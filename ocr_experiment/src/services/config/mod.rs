// 設定管理 - 設定ファイル・環境変数からのワーカー設定

pub mod implementations;

pub use implementations::{
    EmbeddingProviderKind, EmbeddingSettings, ExperimentConfig, FilterSettings, OcrSettings,
    ENV_PREFIX, MAX_LEASE_DURATION_SECS,
};
use crate::cli::context::WorkerContext;
use crate::services::ExperimentConfig;
use anyhow::Result;

/// 永続化済みの結果を集計してヒストグラムをJSONで出力する
pub async fn execute_aggregate(config: ExperimentConfig, experiment_id: &str) -> Result<()> {
    let context = WorkerContext::new(config);
    context.scratch.prepare().await?;

    let histogram = context.build_aggregator().aggregate(experiment_id).await?;
    println!("{}", serde_json::to_string_pretty(&histogram)?);
    Ok(())
}
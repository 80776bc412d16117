// エンジン層 - キュー消費・評価・集計のオーケストレーション
// サービス層を組み合わせて高レベルな処理を提供

pub mod aggregator;
pub mod evaluator;
pub mod lease_manager;
pub mod runner;
pub mod scoring;
pub mod setup;
pub mod worker_loop;

// 公開API
pub use aggregator::{build_histogram, ResultAggregator};
pub use evaluator::{write_report, TechniqueEvaluator, REPORT_FILE_NAME};
pub use lease_manager::{FanOutReport, JobLeaseManager, LeaseOutcome, FAN_OUT_DISPLAY_NAME};
pub use runner::{ExperimentRunner, RunnerSettings};
pub use scoring::{load_dictionary, parse_dictionary, Dictionary};
pub use setup::{sync_setup, SetupSyncReport};
pub use worker_loop::{CycleReport, LoopState, LoopStats, NextStep, WorkerLoop};
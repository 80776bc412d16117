// ローカル作業領域の管理
// input/ output/ reports/ はジョブごとに全消去し、setup/ だけを残す

use crate::core::{ExperimentError, ExperimentResult};
use std::path::{Path, PathBuf};

const INPUT_DIR: &str = "input";
const OUTPUT_DIR: &str = "output";
const REPORTS_DIR: &str = "reports";
const SETUP_DIR: &str = "setup";

#[derive(Debug, Clone)]
pub struct ScratchArea {
    root: PathBuf,
}

impl ScratchArea {
    pub fn new(root: impl Into<PathBuf>) -> Self {
        Self { root: root.into() }
    }

    pub fn root(&self) -> &Path {
        &self.root
    }

    pub fn input_dir(&self) -> PathBuf {
        self.root.join(INPUT_DIR)
    }

    pub fn output_dir(&self) -> PathBuf {
        self.root.join(OUTPUT_DIR)
    }

    pub fn reports_dir(&self) -> PathBuf {
        self.root.join(REPORTS_DIR)
    }

    /// 起動時に同期される永続ディレクトリ（辞書・OCR学習データ）
    pub fn setup_dir(&self) -> PathBuf {
        self.root.join(SETUP_DIR)
    }

    fn job_dirs(&self) -> [PathBuf; 3] {
        [self.input_dir(), self.output_dir(), self.reports_dir()]
    }

    /// 全ディレクトリを作成
    pub async fn prepare(&self) -> ExperimentResult<()> {
        for dir in self.job_dirs().into_iter().chain([self.setup_dir()]) {
            tokio::fs::create_dir_all(&dir)
                .await
                .map_err(|e| ExperimentError::io(dir.display().to_string(), e))?;
        }
        Ok(())
    }

    /// ジョブ用ディレクトリを空にする（setup/ は残す）
    pub async fn clear(&self) -> ExperimentResult<()> {
        for dir in self.job_dirs() {
            match tokio::fs::remove_dir_all(&dir).await {
                Ok(()) => {}
                Err(e) if e.kind() == std::io::ErrorKind::NotFound => {}
                Err(e) => return Err(ExperimentError::io(dir.display().to_string(), e)),
            }
            tokio::fs::create_dir_all(&dir)
                .await
                .map_err(|e| ExperimentError::io(dir.display().to_string(), e))?;
        }
        Ok(())
    }
}

#[cfg(test)]
mod tests {
    use super::*;
    use tempfile::tempdir;

    #[tokio::test]
    async fn test_clear_keeps_setup() {
        let temp_dir = tempdir().unwrap();
        let scratch = ScratchArea::new(temp_dir.path().join("scratch"));
        scratch.prepare().await.unwrap();

        std::fs::write(scratch.input_dir().join("cat.jpg"), b"x").unwrap();
        std::fs::write(scratch.output_dir().join("cat-canny.png"), b"x").unwrap();
        std::fs::write(scratch.setup_dir().join("dictionary.txt"), b"cat").unwrap();

        scratch.clear().await.unwrap();

        assert!(scratch.input_dir().is_dir());
        assert_eq!(std::fs::read_dir(scratch.input_dir()).unwrap().count(), 0);
        assert_eq!(std::fs::read_dir(scratch.output_dir()).unwrap().count(), 0);
        assert!(scratch.setup_dir().join("dictionary.txt").exists());
    }

    #[tokio::test]
    async fn test_clear_without_prepare() {
        let temp_dir = tempdir().unwrap();
        let scratch = ScratchArea::new(temp_dir.path());
        scratch.clear().await.unwrap();
        assert!(scratch.reports_dir().is_dir());
    }
}
// 統合テスト
// ローカルストレージ・ディレクトリキュー・JSONLテーブルを実際に使い、OCRと埋め込みだけを差し替える

#[path = "../fixtures/mod.rs"]
mod fixtures;

mod test_end_to_end;
mod test_error_handling;
mod test_technique_selection;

+===+

### Problem requirements
Which lines of the data contain the word "ScratchArea"? Copy each one.

### Expected answer
pub struct ScratchArea {
impl ScratchArea {
        let scratch = ScratchArea::new(temp_dir.path().join("scratch"));
        let scratch = ScratchArea::new(temp_dir.path());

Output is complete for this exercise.